[EXTRACTED ENTRIES]

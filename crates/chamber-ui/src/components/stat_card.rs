use yew::{
  AttrValue,
  Html,
  Properties,
  classes,
  function_component,
  html
};

#[derive(Properties, PartialEq)]
pub struct StatCardProps {
  pub label: AttrValue,
  pub value: usize,
  #[prop_or_default]
  pub tone:  Option<&'static str>
}

#[function_component(StatCard)]
pub fn stat_card(
  props: &StatCardProps
) -> Html {
  html! {
      <div class={classes!("stat-card", props.tone)}>
          <div class="stat-value">{ props.value }</div>
          <div class="stat-label">{ props.label.clone() }</div>
      </div>
  }
}
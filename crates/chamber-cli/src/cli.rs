use std::io::IsTerminal;
use std::path::PathBuf;

use anyhow::anyhow;
use chamber_core::board::Lane;
use chamber_core::calendar::CalendarItemKind;
use chamber_core::permissions::{Capability, Role};
use clap::{ArgAction, Parser, Subcommand};
use tracing::debug;
use tracing_subscriber::EnvFilter;

#[derive(Debug, Clone)]
pub struct KeyVal {
    pub key: String,
    pub value: String,
}

impl std::str::FromStr for KeyVal {
    type Err = anyhow::Error;

    fn from_str(s: &str) -> Result<Self, Self::Err> {
        let (k, v) = s
            .split_once('=')
            .ok_or_else(|| anyhow!("expected KEY=VALUE, got: {s}"))?;
        Ok(Self {
            key: k.trim().to_string(),
            value: v.trim().to_string(),
        })
    }
}

#[derive(Parser, Debug, Clone)]
#[command(
    name = "chamber",
    version,
    about = "Chamber: calendar, board and membership views over a local data snapshot",
    disable_help_subcommand = true
)]
pub struct GlobalCli {
    #[arg(short = 'v', long = "verbose", action = ArgAction::Count, global = true)]
    pub verbose: u8,

    #[arg(short = 'q', long = "quiet", action = ArgAction::Count, global = true)]
    pub quiet: u8,

    #[arg(
        long = "rc",
        value_parser = clap::builder::ValueParser::new(|s: &str| s.parse::<KeyVal>()),
        action = ArgAction::Append,
        global = true
    )]
    pub rc_overrides: Vec<KeyVal>,

    #[arg(long = "chamberrc", global = true)]
    pub chamberrc: Option<PathBuf>,

    #[arg(long = "data", global = true)]
    pub data: Option<PathBuf>,

    #[command(subcommand)]
    pub command: Option<Command>,
}

#[derive(Subcommand, Debug, Clone, PartialEq)]
pub enum Command {
    /// List meetings, events and projects as calendar items.
    Calendar {
        #[arg(long)]
        json: bool,
        #[arg(long)]
        kind: Option<CalendarItemKind>,
    },
    /// Print the role permission table.
    Permissions { role: Option<Role> },
    /// Check a single capability for a role.
    Can { role: Role, capability: Capability },
    /// Normalize a task due-date value.
    Due {
        value: String,
        /// Treat VALUE as a JSON literal instead of a plain string.
        #[arg(long)]
        json: bool,
    },
    /// Show the kanban board.
    Board,
    /// Move a task to another lane.
    Move { task_id: String, lane: Lane },
    /// Summary of upcoming items, tasks and members.
    Dashboard {
        #[arg(long)]
        json: bool,
    },
    /// List users with their roles.
    Users,
    /// Print the effective configuration.
    Show,
}

pub fn init_tracing(verbose: u8, quiet: u8) -> anyhow::Result<()> {
    let default_level = if quiet >= 2 {
        "error"
    } else if quiet == 1 {
        "warn"
    } else if verbose >= 3 {
        "trace"
    } else if verbose == 2 {
        "debug"
    } else if verbose == 1 {
        "info"
    } else {
        "warn"
    };

    let env_filter = EnvFilter::try_from_default_env()
        .or_else(|_| EnvFilter::try_new(default_level))
        .map_err(|e| anyhow!("invalid RUST_LOG / log filter: {e}"))?;

    let init_result = tracing_subscriber::fmt()
        .with_env_filter(env_filter)
        .with_writer(std::io::stderr)
        .with_target(true)
        .with_level(true)
        .with_ansi(std::io::stderr().is_terminal())
        .try_init();

    if let Err(err) = init_result {
        debug!(error = %err, "tracing subscriber already set, continuing");
    }

    Ok(())
}

#[cfg(test)]
mod tests {
    use super::*;

    #[test]
    fn parses_typed_subcommand_arguments() {
        let cli = GlobalCli::parse_from([
            "chamber",
            "--rc",
            "session.role=board",
            "move",
            "12",
            "in-progress",
        ]);
        assert_eq!(cli.rc_overrides[0].key, "session.role");
        assert_eq!(
            cli.command,
            Some(Command::Move {
                task_id: "12".to_string(),
                lane: Lane::InProgress,
            })
        );
    }

    #[test]
    fn rejects_unknown_roles() {
        let parsed = GlobalCli::try_parse_from(["chamber", "permissions", "mayor"]);
        assert!(parsed.is_err());
    }

    #[test]
    fn global_flags_work_after_subcommand() {
        let cli = GlobalCli::parse_from(["chamber", "calendar", "--kind", "event", "-vv"]);
        assert_eq!(cli.verbose, 2);
        assert_eq!(
            cli.command,
            Some(Command::Calendar {
                json: false,
                kind: Some(CalendarItemKind::Event),
            })
        );
    }
}
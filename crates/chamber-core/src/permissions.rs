//! Role based capability table.
//!
//! Every [`Role`] has exactly one [`Permissions`] row. Lookups go through an
//! exhaustive `match`, so a role without a row does not compile; free-form
//! role strings are rejected when they are parsed into a [`Role`].

use std::fmt;
use std::str::FromStr;

use anyhow::anyhow;
use serde::{
  Deserialize,
  Serialize
};

#[derive(
  Debug,
  Clone,
  Copy,
  PartialEq,
  Eq,
  Hash,
  PartialOrd,
  Ord,
  Serialize,
  Deserialize,
)]
#[serde(rename_all = "lowercase")]
pub enum Role {
  Superadmin,
  Board,
  Staff,
  Member
}

impl Role {
  pub const ALL: [Role; 4] = [
    Role::Superadmin,
    Role::Board,
    Role::Staff,
    Role::Member
  ];

  pub fn as_str(self) -> &'static str {
    match self {
      | Role::Superadmin => "superadmin",
      | Role::Board => "board",
      | Role::Staff => "staff",
      | Role::Member => "member"
    }
  }

  pub fn label(self) -> &'static str {
    match self {
      | Role::Superadmin => {
        "Super admin"
      }
      | Role::Board => "Board",
      | Role::Staff => "Staff",
      | Role::Member => "Member"
    }
  }
}

impl fmt::Display for Role {
  fn fmt(
    &self,
    f: &mut fmt::Formatter<'_>
  ) -> fmt::Result {
    f.write_str(self.as_str())
  }
}

impl FromStr for Role {
  type Err = anyhow::Error;

  fn from_str(
    s: &str
  ) -> Result<Self, Self::Err> {
    let lower =
      s.trim().to_ascii_lowercase();
    Role::ALL
      .into_iter()
      .find(|role| {
        role.as_str() == lower
      })
      .ok_or_else(|| {
        anyhow!("unknown role: {s}")
      })
  }
}

#[derive(
  Debug,
  Clone,
  Copy,
  PartialEq,
  Eq,
  Hash,
  Serialize,
  Deserialize,
)]
#[serde(rename_all = "lowercase")]
pub enum Capability {
  Create,
  Read,
  Update,
  Delete,
  Comment
}

impl Capability {
  pub const ALL: [Capability; 5] = [
    Capability::Create,
    Capability::Read,
    Capability::Update,
    Capability::Delete,
    Capability::Comment
  ];

  pub fn as_str(self) -> &'static str {
    match self {
      | Capability::Create => "create",
      | Capability::Read => "read",
      | Capability::Update => "update",
      | Capability::Delete => "delete",
      | Capability::Comment => "comment"
    }
  }
}

impl fmt::Display for Capability {
  fn fmt(
    &self,
    f: &mut fmt::Formatter<'_>
  ) -> fmt::Result {
    f.write_str(self.as_str())
  }
}

impl FromStr for Capability {
  type Err = anyhow::Error;

  fn from_str(
    s: &str
  ) -> Result<Self, Self::Err> {
    let lower =
      s.trim().to_ascii_lowercase();
    Capability::ALL
      .into_iter()
      .find(|cap| cap.as_str() == lower)
      .ok_or_else(|| {
        anyhow!(
          "unknown capability: {s}"
        )
      })
  }
}

#[derive(
  Debug,
  Clone,
  Copy,
  PartialEq,
  Eq,
  Serialize,
  Deserialize,
)]
pub struct Permissions {
  pub create:  bool,
  pub read:    bool,
  pub update:  bool,
  pub delete:  bool,
  pub comment: bool
}

impl Permissions {
  pub fn allows(
    &self,
    capability: Capability
  ) -> bool {
    match capability {
      | Capability::Create => {
        self.create
      }
      | Capability::Read => self.read,
      | Capability::Update => {
        self.update
      }
      | Capability::Delete => {
        self.delete
      }
      | Capability::Comment => {
        self.comment
      }
    }
  }

  pub fn granted(
    &self
  ) -> impl Iterator<Item = Capability> + '_
  {
    Capability::ALL
      .into_iter()
      .filter(|cap| self.allows(*cap))
  }
}

const SUPERADMIN: Permissions =
  Permissions {
    create:  true,
    read:    true,
    update:  true,
    delete:  true,
    comment: true
  };

const BOARD: Permissions = Permissions {
  create:  true,
  read:    true,
  update:  true,
  delete:  false,
  comment: true
};

const STAFF: Permissions = Permissions {
  create:  true,
  read:    true,
  update:  true,
  delete:  false,
  comment: true
};

const MEMBER: Permissions = Permissions {
  create:  false,
  read:    true,
  update:  false,
  delete:  false,
  comment: true
};

/// Granted to users whose role is not recognised.
pub const NO_ACCESS: Permissions =
  Permissions {
    create:  false,
    read:    false,
    update:  false,
    delete:  false,
    comment: false
  };

/// The process-wide table, in [`Role::ALL`] order.
pub const PERMISSIONS: [(
  Role,
  Permissions
); 4] = [
  (Role::Superadmin, SUPERADMIN),
  (Role::Board, BOARD),
  (Role::Staff, STAFF),
  (Role::Member, MEMBER)
];

pub const fn permissions_for(
  role: Role
) -> Permissions {
  match role {
    | Role::Superadmin => SUPERADMIN,
    | Role::Board => BOARD,
    | Role::Staff => STAFF,
    | Role::Member => MEMBER
  }
}

pub fn role_allows(
  role: Role,
  capability: Capability
) -> bool {
  permissions_for(role)
    .allows(capability)
}

#[cfg(test)]
mod tests {
  use super::*;

  #[test]
  fn superadmin_can_delete_and_member_cannot()
  {
    assert!(
      permissions_for(Role::Superadmin)
        .delete
    );
    assert!(
      !permissions_for(Role::Member)
        .delete
    );
  }

  #[test]
  fn table_has_one_row_per_role_matching_lookup()
  {
    assert_eq!(
      PERMISSIONS.len(),
      Role::ALL.len()
    );
    for (idx, (role, perms)) in
      PERMISSIONS.iter().enumerate()
    {
      assert_eq!(*role, Role::ALL[idx]);
      assert_eq!(
        *perms,
        permissions_for(*role)
      );
    }
  }

  #[test]
  fn every_role_can_read() {
    for role in Role::ALL {
      assert!(role_allows(
        role,
        Capability::Read
      ));
    }
  }

  #[test]
  fn parses_roles_case_insensitively() {
    assert_eq!(
      "Board"
        .parse::<Role>()
        .expect("board"),
      Role::Board
    );
    assert!(
      "treasurer"
        .parse::<Role>()
        .is_err()
    );
  }

  #[test]
  fn granted_lists_only_allowed_capabilities()
  {
    let member: Vec<_> =
      permissions_for(Role::Member)
        .granted()
        .collect();
    assert_eq!(member, vec![
      Capability::Read,
      Capability::Comment
    ]);
  }
}
use chamber_core::board::{KanbanBoard, Lane};
use chamber_core::calendar::{CalendarItemKind, combine_calendar_items};
use chamber_core::dashboard::DashboardSummary;
use chamber_core::datetime::parse_date_text;
use chamber_core::permissions::{Capability, Role, role_allows};
use chamber_core::snapshot::ChamberSnapshot;
use serde_json::json;

fn sample_snapshot() -> ChamberSnapshot {
    serde_json::from_value(json!({
        "meetings": [
            { "id": 1, "title": "Board meeting", "date": "2030-01-10T17:00:00Z",
              "end_date": "2030-01-10T18:00:00Z", "committee": "Executive", "location": "Hall A" },
            { "id": 2, "title": "Budget review", "date": "2020-01-01", "end_date": "2020-01-01" }
        ],
        "events": [
            { "id": 1, "title": "Gala", "start_date": "2030-02-01T19:00:00Z",
              "end_date": "2030-02-01T23:00:00Z", "committee": { "name": "Events" },
              "rsvps": [ { "user_id": 1, "attending": true }, { "user_id": 2, "attending": false } ] }
        ],
        "projects": [
            { "id": "p-9", "title": "Main street cleanup", "start_date": "2030-01-01",
              "end_date": "2030-03-01", "status": "active" }
        ],
        "tasks": [
            { "id": 10, "title": "Book venue", "status": "todo", "due_date": "2024-01-01", "project_id": "p-9" },
            { "id": 11, "title": "Send invites", "status": "in_progress",
              "due_date": { "__type": "Date", "value": "2024-06-03T00:00:00Z" } },
            { "id": 12, "title": "Archive minutes", "status": "done" }
        ],
        "users": [
            { "id": 1, "name": "Ada", "role": "superadmin" },
            { "id": 2, "name": "Lin", "role": "member" }
        ]
    }))
    .expect("snapshot fixture")
}

#[test]
fn aggregation_preserves_count_order_and_prefixed_ids() {
    let snapshot = sample_snapshot();
    let items = combine_calendar_items(&snapshot.meetings, &snapshot.events, &snapshot.projects);

    assert_eq!(
        items.len(),
        snapshot.meetings.len() + snapshot.events.len() + snapshot.projects.len()
    );
    let ids: Vec<_> = items.iter().map(|item| item.id.as_str()).collect();
    assert_eq!(ids, vec!["meeting-1", "meeting-2", "event-1", "project-p-9"]);

    let project = &items[3];
    assert_eq!(project.kind, CalendarItemKind::Project);
    assert!(project.all_day);
    assert_eq!(project.color, "#F59E0B");
    assert_eq!(items[2].committee.as_deref(), Some("Events"));
    assert_eq!(items[2].color, "#8B5CF6");
    assert_eq!(items[0].location.as_deref(), Some("Hall A"));
}

#[test]
fn ids_stay_unique_when_source_ids_collide() {
    let snapshot = sample_snapshot();
    let items = snapshot.calendar_items();
    let mut ids: Vec<_> = items.iter().map(|item| item.id.clone()).collect();
    ids.sort();
    ids.dedup();
    assert_eq!(ids.len(), items.len());
}

#[test]
fn dashboard_summarizes_snapshot() {
    let snapshot = sample_snapshot();
    let now = parse_date_text("2024-06-01T00:00:00Z").expect("now");
    let summary = DashboardSummary::build(&snapshot, now, 2, 7);

    assert_eq!(summary.meetings, 2);
    assert_eq!(summary.events, 1);
    assert_eq!(summary.projects, 1);
    let upcoming: Vec<_> = summary.upcoming.iter().map(|item| item.id.as_str()).collect();
    assert_eq!(upcoming, vec!["project-p-9", "meeting-1"]);
    assert_eq!(summary.overdue_tasks, 1);
    assert_eq!(summary.due_soon_tasks, 1);
    assert_eq!(summary.open_tasks(), 2);
    assert_eq!(summary.users_per_role.get(&Role::Member), Some(&1));
    assert_eq!(snapshot.events[0].attending_count(), 1);
}

#[test]
fn board_drop_respects_permissions_at_the_caller() {
    let snapshot = sample_snapshot();
    let mut board = KanbanBoard::from_tasks(&snapshot.tasks);

    assert!(!role_allows(Role::Member, Capability::Update));
    assert!(role_allows(Role::Staff, Capability::Update));

    assert!(board.move_task("10", Lane::Done).expect("move"));
    assert_eq!(board.lane(Lane::Done).len(), 2);
    assert_eq!(snapshot.tasks_for_project(&"p-9".into()).len(), 1);
}

#[test]
fn unknown_roles_and_statuses_do_not_fail_the_snapshot() {
    let snapshot = ChamberSnapshot::from_json_str(
        r#"{
            "meetings": [{ "id": 1, "title": "Board meeting", "date": "2030-01-10" }],
            "tasks": [{ "id": 7, "title": "Audit books", "status": "review" }],
            "users": [
                { "id": "u1", "name": "Grace", "role": "treasurer" },
                { "id": "u2", "name": "Lin", "role": "member" }
            ]
        }"#,
    )
    .expect("lenient snapshot");

    assert_eq!(snapshot.calendar_items().len(), 1);
    assert_eq!(snapshot.tasks[0].status, Lane::Todo);

    let treasurer = &snapshot.users[0];
    assert_eq!(treasurer.role, None);
    assert!(!treasurer.permissions().allows(Capability::Read));

    let now = parse_date_text("2024-06-01T00:00:00Z").expect("now");
    let summary = DashboardSummary::build(&snapshot, now, 5, 7);
    assert_eq!(summary.users_without_role, 1);
    assert_eq!(summary.users_per_role.get(&Role::Member), Some(&1));
}
use anyhow::Context;
use serde::{
  Deserialize,
  Serialize
};

use crate::calendar::{
  CalendarItem,
  combine_calendar_items
};
use crate::records::{
  EventRecord,
  MeetingRecord,
  ProjectRecord,
  RecordId,
  TaskRecord,
  UserRecord
};

/// Everything the views render, as handed over by the data layer.
#[derive(
  Debug,
  Clone,
  PartialEq,
  Default,
  Serialize,
  Deserialize,
)]
pub struct ChamberSnapshot {
  #[serde(default)]
  pub meetings: Vec<MeetingRecord>,
  #[serde(default)]
  pub events:   Vec<EventRecord>,
  #[serde(default)]
  pub projects: Vec<ProjectRecord>,
  #[serde(default)]
  pub tasks:    Vec<TaskRecord>,
  #[serde(default)]
  pub users:    Vec<UserRecord>
}

impl ChamberSnapshot {
  pub fn from_json_str(
    raw: &str
  ) -> anyhow::Result<Self> {
    serde_json::from_str(raw).context(
      "failed to parse chamber snapshot"
    )
  }

  pub fn calendar_items(
    &self
  ) -> Vec<CalendarItem> {
    combine_calendar_items(
      &self.meetings,
      &self.events,
      &self.projects
    )
  }

  pub fn event(
    &self,
    id: &str
  ) -> Option<&EventRecord> {
    self
      .events
      .iter()
      .find(|event| event.id.matches_text(id))
  }

  pub fn tasks_for_project(
    &self,
    project_id: &RecordId
  ) -> Vec<&TaskRecord> {
    self
      .tasks
      .iter()
      .filter(|task| {
        task.project_id.as_ref()
          == Some(project_id)
      })
      .collect()
  }

  pub fn is_empty(&self) -> bool {
    self.meetings.is_empty()
      && self.events.is_empty()
      && self.projects.is_empty()
      && self.tasks.is_empty()
      && self.users.is_empty()
  }
}

#[cfg(test)]
mod tests {
  use super::*;

  #[test]
  fn partial_snapshot_defaults_missing_lists()
  {
    let snapshot =
      ChamberSnapshot::from_json_str(
        r#"{"events":[{"id":"e1","title":"Gala","start_date":"2024-09-01T18:00:00Z"}]}"#
      )
      .expect("parse snapshot");

    assert!(snapshot.meetings.is_empty());
    assert_eq!(snapshot.events.len(), 1);
    assert!(snapshot.event("e1").is_some());
    assert_eq!(
      snapshot.calendar_items()[0].id,
      "event-e1"
    );
  }

  #[test]
  fn malformed_snapshot_is_an_error() {
    assert!(
      ChamberSnapshot::from_json_str(
        "{\"tasks\": 3}"
      )
      .is_err()
    );
  }
}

[/EXTRACTED ENTRIES]

■ TASK PROMPT
Could you state how many lines of the records contain "KanbanBoard"? Give the number and nothing else.

■ ANSWER BOX
2